The patient data were extracted from the electronic medical record system included demographics such as age and gender, as well as examination results within 3 days before liver biopsy, including routine blood count, coagulation function test, liver and kidney function, alpha fetoprotein, and viral serology test. These variables were collected for subsequent analysis as they are indicators of routine clinical testing, easy to obtain, relatively objective, and closely related to the severity of hepatitis B.

The APRI was calculated by the formula: [(AST/ULN)×100]/PLT18. The FIB-4 was calculated by the formula: (Age×AST)/(PLT×\(\:\sqrt{\text{A}\text{L}\text{T}\:}\))19. The GPR was calculated by the formula: (GGT/ULN)/(PLT×100)20.

Statistical analysis

All statistical analyses were carried out using IBM SPSS Statistics 25.0 (IBM Corporation, Armonk, NY) and R 4.3.2 (The R Foundation for Statistical Computing, Vienna, Austria). Continuous variables were expressed as median (interquartile range (IQR)). Differences between groups were compared using the nonparametric Mann-Whitney U test. Categorical variables were described by frequency, and differences between groups were compared using the χ2 test or Fisher’s exact test. Variables with statistically significant differences between two groups in univariate analysis were used to screen possible risk factors using multivariate logistic regression analysis with forward stepwise selection and the likelihood ratio test.
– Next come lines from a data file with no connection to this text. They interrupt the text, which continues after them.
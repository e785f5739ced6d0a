//! Execution context and low-latency command submission
//!
//! A [`Context`] binds one enumerated device to an immutable [`QueueConfig`]
//! fixed at construction time. The reference configuration
//! ([`QueueConfig::low_latency`]) combines *immediate dispatch* — work is
//! handed straight to the command processor on the submitting thread, with no
//! intermediate software batching — with *strict in-order execution*: each
//! launch's effects are complete before the next submitted launch begins, so
//! chained launches need no caller-side synchronization.
//!
//! Deferred in-order submission runs through a single scheduler thread that
//! executes launches in FIFO order; completion is observed through the
//! future-style [`CompletionHandle`] either way. Within one launch the tile
//! grid still fans out with full parallelism — ordering holds *between*
//! launches, never inside one.

use std::any::Any;
use std::panic::{self, AssertUnwindSafe};
use std::sync::{Arc, Condvar, Mutex, PoisonError};
use std::thread::{self, JoinHandle};
use std::time::Instant;

use serde::{Deserialize, Serialize};

use crate::device::{self, DeviceInfo};
use crate::error::{Result, TeselaError};
use crate::metrics::{LaunchMetrics, MetricsSnapshot};

/// How submitted commands reach the device.
#[derive(Debug, Clone, Copy, PartialEq, Eq, Serialize, Deserialize)]
pub enum DispatchMode {
    /// Hand commands directly to the command processor on the submitting
    /// thread, bypassing software scheduling queues. Minimizes the time
    /// between submission and execution start.
    Immediate,
    /// Queue commands through the context's scheduler thread.
    Deferred,
}

/// Ordering guarantee between launches submitted to one context.
#[derive(Debug, Clone, Copy, PartialEq, Eq, Serialize, Deserialize)]
pub enum OrderingMode {
    /// Strict submission-order completion: launch N+1 begins only after
    /// launch N's effects are visible.
    InOrder,
    /// No cross-launch ordering; the device scheduler is free to overlap
    /// launches. Callers synchronize through completion handles.
    OutOfOrder,
}

/// Scheduling priority hint for the context's command stream.
///
/// A hint only: the emulated device records it but does not act on it.
#[derive(Debug, Clone, Copy, PartialEq, Eq, Serialize, Deserialize)]
pub enum QueuePriority {
    /// Default priority
    Normal,
    /// Prefer this context's commands when the device arbitrates
    High,
}

/// Submission properties of an execution context.
///
/// Immutable once the context is constructed; there is no way to reconfigure
/// a live queue.
#[derive(Debug, Clone, Copy, PartialEq, Eq, Serialize, Deserialize)]
pub struct QueueConfig {
    /// Dispatch path for submitted commands
    pub dispatch: DispatchMode,
    /// Cross-launch ordering guarantee
    pub ordering: OrderingMode,
    /// Scheduling priority hint
    pub priority: QueuePriority,
}

impl QueueConfig {
    /// The reference low-latency configuration: immediate dispatch, strict
    /// in-order execution, high-priority hint.
    #[must_use]
    pub fn low_latency() -> Self {
        Self {
            dispatch: DispatchMode::Immediate,
            ordering: OrderingMode::InOrder,
            priority: QueuePriority::High,
        }
    }
}

impl Default for QueueConfig {
    fn default() -> Self {
        Self::low_latency()
    }
}

/// Pending-or-done state shared between a launch and its handle.
#[derive(Debug, Default)]
struct CompletionState {
    result: Mutex<Option<Result<()>>>,
    cond: Condvar,
}

impl CompletionState {
    fn set(&self, result: Result<()>) {
        let mut guard = self
            .result
            .lock()
            .unwrap_or_else(PoisonError::into_inner);
        *guard = Some(result);
        self.cond.notify_all();
    }
}

/// Future-style completion signal for one submitted launch.
///
/// On an in-order context a later launch already waits for this one's
/// effects; the handle is for observing completion (or the fault) on the
/// host side.
#[derive(Debug)]
pub struct CompletionHandle {
    state: Arc<CompletionState>,
}

impl CompletionHandle {
    /// Block until the launch finishes and return its outcome.
    ///
    /// # Errors
    ///
    /// Returns the launch's [`TeselaError::ExecutionFault`] — including a
    /// kernel panic, which is contained and attributed to the launch — or
    /// [`TeselaError::QueueClosed`] if the scheduler shut down before the
    /// launch ran.
    pub fn wait(self) -> Result<()> {
        let mut guard = self
            .state
            .result
            .lock()
            .unwrap_or_else(PoisonError::into_inner);
        loop {
            if let Some(result) = guard.take() {
                return result;
            }
            guard = self
                .state
                .cond
                .wait(guard)
                .unwrap_or_else(PoisonError::into_inner);
        }
    }

    /// Non-blocking probe: has the launch finished (successfully or not)?
    #[must_use]
    pub fn is_complete(&self) -> bool {
        self.state
            .result
            .lock()
            .unwrap_or_else(PoisonError::into_inner)
            .is_some()
    }
}

/// Completion side of a handle. If a launch is dropped unexecuted (scheduler
/// torn down with work still queued), the drop marks it [`TeselaError::QueueClosed`]
/// so waiters never hang.
struct CompletionToken {
    state: Arc<CompletionState>,
    done: bool,
}

impl CompletionToken {
    fn complete(mut self, result: Result<()>) {
        self.done = true;
        self.state.set(result);
    }
}

impl Drop for CompletionToken {
    fn drop(&mut self) {
        if !self.done {
            self.state.set(Err(TeselaError::QueueClosed));
        }
    }
}

fn completion_pair() -> (CompletionHandle, CompletionToken) {
    let state = Arc::new(CompletionState::default());
    (
        CompletionHandle {
            state: Arc::clone(&state),
        },
        CompletionToken { state, done: false },
    )
}

/// One queued command: the kernel closure plus everything needed to report
/// its completion.
struct Launch {
    job: Box<dyn FnOnce() -> Result<()> + Send>,
    token: CompletionToken,
    operation: String,
    tiles: u64,
    metrics: LaunchMetrics,
}

impl Launch {
    /// Runs the job and completes the token. A panicking job is contained
    /// here and reported as [`TeselaError::ExecutionFault`], so the scheduler
    /// thread outlives any single faulty launch.
    fn execute(self) {
        let Launch {
            job,
            token,
            operation,
            tiles,
            metrics,
        } = self;
        let started = Instant::now();
        let result = panic::catch_unwind(AssertUnwindSafe(job)).unwrap_or_else(|payload| {
            Err(TeselaError::ExecutionFault {
                operation,
                reason: format!("kernel panicked: {}", panic_payload_message(payload.as_ref())),
            })
        });
        match &result {
            Ok(()) => metrics.record_completed(tiles, started.elapsed()),
            Err(_) => metrics.record_failed(),
        }
        token.complete(result);
    }
}

fn panic_payload_message(payload: &(dyn Any + Send)) -> String {
    if let Some(message) = payload.downcast_ref::<String>() {
        message.clone()
    } else if let Some(message) = payload.downcast_ref::<&'static str>() {
        (*message).to_string()
    } else {
        "unknown panic".to_string()
    }
}

/// FIFO scheduler thread used by deferred in-order contexts.
struct CommandProcessor {
    sender: Option<std::sync::mpsc::Sender<Launch>>,
    worker: Option<JoinHandle<()>>,
}

impl CommandProcessor {
    fn spawn() -> Result<Self> {
        let (sender, receiver) = std::sync::mpsc::channel::<Launch>();
        let worker = thread::Builder::new()
            .name("tesela-queue".to_string())
            .spawn(move || {
                for launch in receiver {
                    launch.execute();
                }
            })
            .map_err(|e| TeselaError::ExecutionFault {
                operation: "command processor spawn".to_string(),
                reason: e.to_string(),
            })?;
        Ok(Self {
            sender: Some(sender),
            worker: Some(worker),
        })
    }

    fn enqueue(&self, launch: Launch) -> Result<()> {
        match &self.sender {
            Some(sender) => sender.send(launch).map_err(|_| TeselaError::QueueClosed),
            None => Err(TeselaError::QueueClosed),
        }
    }
}

impl Drop for CommandProcessor {
    fn drop(&mut self) {
        // Closing the channel lets the worker drain queued launches and exit.
        self.sender.take();
        if let Some(worker) = self.worker.take() {
            let _ = worker.join();
        }
    }
}

/// Execution context: one device plus an immutable submission configuration.
///
/// Shared read-only by every launch; lives as long as the surrounding
/// runtime. Dropping the context drains any queued launches before tearing
/// the scheduler down.
pub struct Context {
    device: DeviceInfo,
    config: QueueConfig,
    metrics: LaunchMetrics,
    processor: Option<CommandProcessor>,
}

impl std::fmt::Debug for Context {
    fn fmt(&self, f: &mut std::fmt::Formatter<'_>) -> std::fmt::Result {
        f.debug_struct("Context")
            .field("device", &self.device)
            .field("config", &self.config)
            .finish_non_exhaustive()
    }
}

impl Context {
    /// Create a context for `device_index` with the low-latency reference
    /// configuration, rejecting out-of-range indices.
    ///
    /// # Errors
    ///
    /// Returns [`TeselaError::DeviceIndexOutOfRange`] if `device_index` is
    /// not in the enumerated device list.
    pub fn new(device_index: usize) -> Result<Self> {
        Self::with_config(device_index, QueueConfig::low_latency())
    }

    /// Create a context with the reference index-clamping policy: an
    /// out-of-range `device_index` silently falls back to device 0.
    ///
    /// Prefer [`Context::new`] when the caller can handle the error; this
    /// constructor preserves the original usability-over-correctness default.
    ///
    /// # Errors
    ///
    /// Does not fail today: the low-latency configuration dispatches inline
    /// and spawns no scheduler thread. Returns `Result` to keep the
    /// constructor signatures uniform.
    pub fn with_fallback(device_index: usize) -> Result<Self> {
        let available = device::enumerate().len();
        let index = if device_index < available {
            device_index
        } else {
            0
        };
        Self::with_config(index, QueueConfig::low_latency())
    }

    /// Create a context with an explicit submission configuration.
    ///
    /// # Errors
    ///
    /// Returns [`TeselaError::DeviceIndexOutOfRange`] for an invalid index,
    /// or [`TeselaError::ExecutionFault`] if the scheduler thread cannot be
    /// created.
    pub fn with_config(device_index: usize, config: QueueConfig) -> Result<Self> {
        let devices = device::enumerate();
        let available = devices.len();
        let device = devices
            .into_iter()
            .find(|d| d.index == device_index)
            .ok_or(TeselaError::DeviceIndexOutOfRange {
                requested: device_index,
                available,
            })?;

        let needs_scheduler =
            config.dispatch == DispatchMode::Deferred && config.ordering == OrderingMode::InOrder;
        let processor = if needs_scheduler {
            Some(CommandProcessor::spawn()?)
        } else {
            None
        };

        Ok(Self {
            device,
            config,
            metrics: LaunchMetrics::new(),
            processor,
        })
    }

    /// The device this context is bound to.
    #[must_use]
    pub fn device(&self) -> &DeviceInfo {
        &self.device
    }

    /// The submission configuration fixed at construction.
    #[must_use]
    pub fn config(&self) -> QueueConfig {
        self.config
    }

    /// Snapshot of the context's launch metrics.
    #[must_use]
    pub fn metrics(&self) -> MetricsSnapshot {
        self.metrics.snapshot()
    }

    /// Submit one kernel launch.
    ///
    /// `tiles` is the number of cooperative groups the launch fans out into,
    /// recorded in the context metrics on completion.
    ///
    /// # Errors
    ///
    /// Returns [`TeselaError::QueueClosed`] if the scheduler is gone, or
    /// [`TeselaError::ExecutionFault`] if an out-of-order worker cannot be
    /// spawned. Faults from the launch itself surface through the handle.
    pub(crate) fn submit_launch<F>(
        &self,
        operation: &str,
        tiles: u64,
        job: F,
    ) -> Result<CompletionHandle>
    where
        F: FnOnce() -> Result<()> + Send + 'static,
    {
        self.metrics.record_submitted();
        let (handle, token) = completion_pair();
        let launch = Launch {
            job: Box::new(job),
            token,
            operation: operation.to_string(),
            tiles,
            metrics: self.metrics.clone(),
        };

        match self.config.dispatch {
            DispatchMode::Immediate => {
                // Straight to the command processor on this thread; the
                // handle is already complete when submit returns.
                launch.execute();
                Ok(handle)
            }
            DispatchMode::Deferred => match self.config.ordering {
                OrderingMode::InOrder => {
                    let processor = self.processor.as_ref().ok_or(TeselaError::QueueClosed)?;
                    processor.enqueue(launch)?;
                    Ok(handle)
                }
                OrderingMode::OutOfOrder => {
                    thread::Builder::new()
                        .name("tesela-launch".to_string())
                        .spawn(move || launch.execute())
                        .map_err(|e| TeselaError::ExecutionFault {
                            operation: operation.to_string(),
                            reason: format!("worker spawn failed: {e}"),
                        })?;
                    Ok(handle)
                }
            },
        }
    }

    /// Block until every previously submitted launch has completed.
    ///
    /// # Errors
    ///
    /// Returns [`TeselaError::QueueClosed`] if the scheduler is gone.
    pub fn synchronize(&self) -> Result<()> {
        self.submit_launch("synchronize", 0, || Ok(()))?.wait()
    }
}

/// Create an execution context for `device_index`, configured for
/// minimum-latency, strictly-ordered submission.
///
/// Preserves the reference fallback policy: an index past the end of the
/// enumerated device list clamps to device 0 rather than failing, and the
/// resulting context is fully usable.
///
/// # Errors
///
/// Never errors on the index itself; see [`Context::with_fallback`].
pub fn create_context(device_index: usize) -> Result<Context> {
    Context::with_fallback(device_index)
}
Forward stepwise selection added variables incrementally to avoid overfitting, while the likelihood ratio test evaluated whether each addition significantly improved model fit. The training dataset was imported into R software to establish the diagnostic nomogram with the screened variables. The scores of different variables were summed to yield a total score for each patient, which could be converted into the predicted probability of significant liver fibrosis. The performance of the nomogram was assessed by the area under the ROC curve (AUC), sensitivity, specificity, NPV, and PPV in the training set and validation set. The optimal cut-off was derived using the Youden index.

Additionally, in this study, we selected several machine learning algorithms to predict significant liver fibrosis and analyze the importance of factors, each chosen for its distinct strengths in healthcare-related applications. Random Forest (RF) is a robust ensemble learning method that combines multiple decision trees to improve classification accuracy. It excels in handling high-dimensional data and is resilient to outliers and noise, making it particularly suitable for complex clinical datasets. Logistic Regression (LR), a widely used linear model for binary classification, is advantageous for its simplicity, rapid training speed, and interpretability, allowing clinicians to understand feature contributions to predictions. This makes LR especially suitable for clinical contexts where model transparency is crucial. eXtreme Gradient Boosting (XGBoost) is a powerful gradient-boosting algorithm known for its high accuracy in classification tasks. It is capable of handling missing values and noisy data effectively, which is valuable when working with large, complex datasets that are common in healthcare research. Adaptive Boosting (AdaBoost) is effective in generating strong classifiers by assigning greater weight to misclassified samples in successive iterations. It performs particularly well on imbalanced datasets, which are often encountered in medical diagnoses where certain conditions may be rare. Support Vector Machine (SVM) is highly suitable for high-dimensional data and performs well with small sample sizes. Its use of kernel functions allows it to model non-linear relationships, a valuable feature when attempting to capture complex patterns within clinical data. Light Gradient Boosting Machine (LightGBM), a gradient-boosting framework optimized for speed and efficiency, is well-suited for large-scale datasets with numerous features. LightGBM is highly efficient, with fast training times and strong predictive performance, making it suitable for clinical datasets with diverse features.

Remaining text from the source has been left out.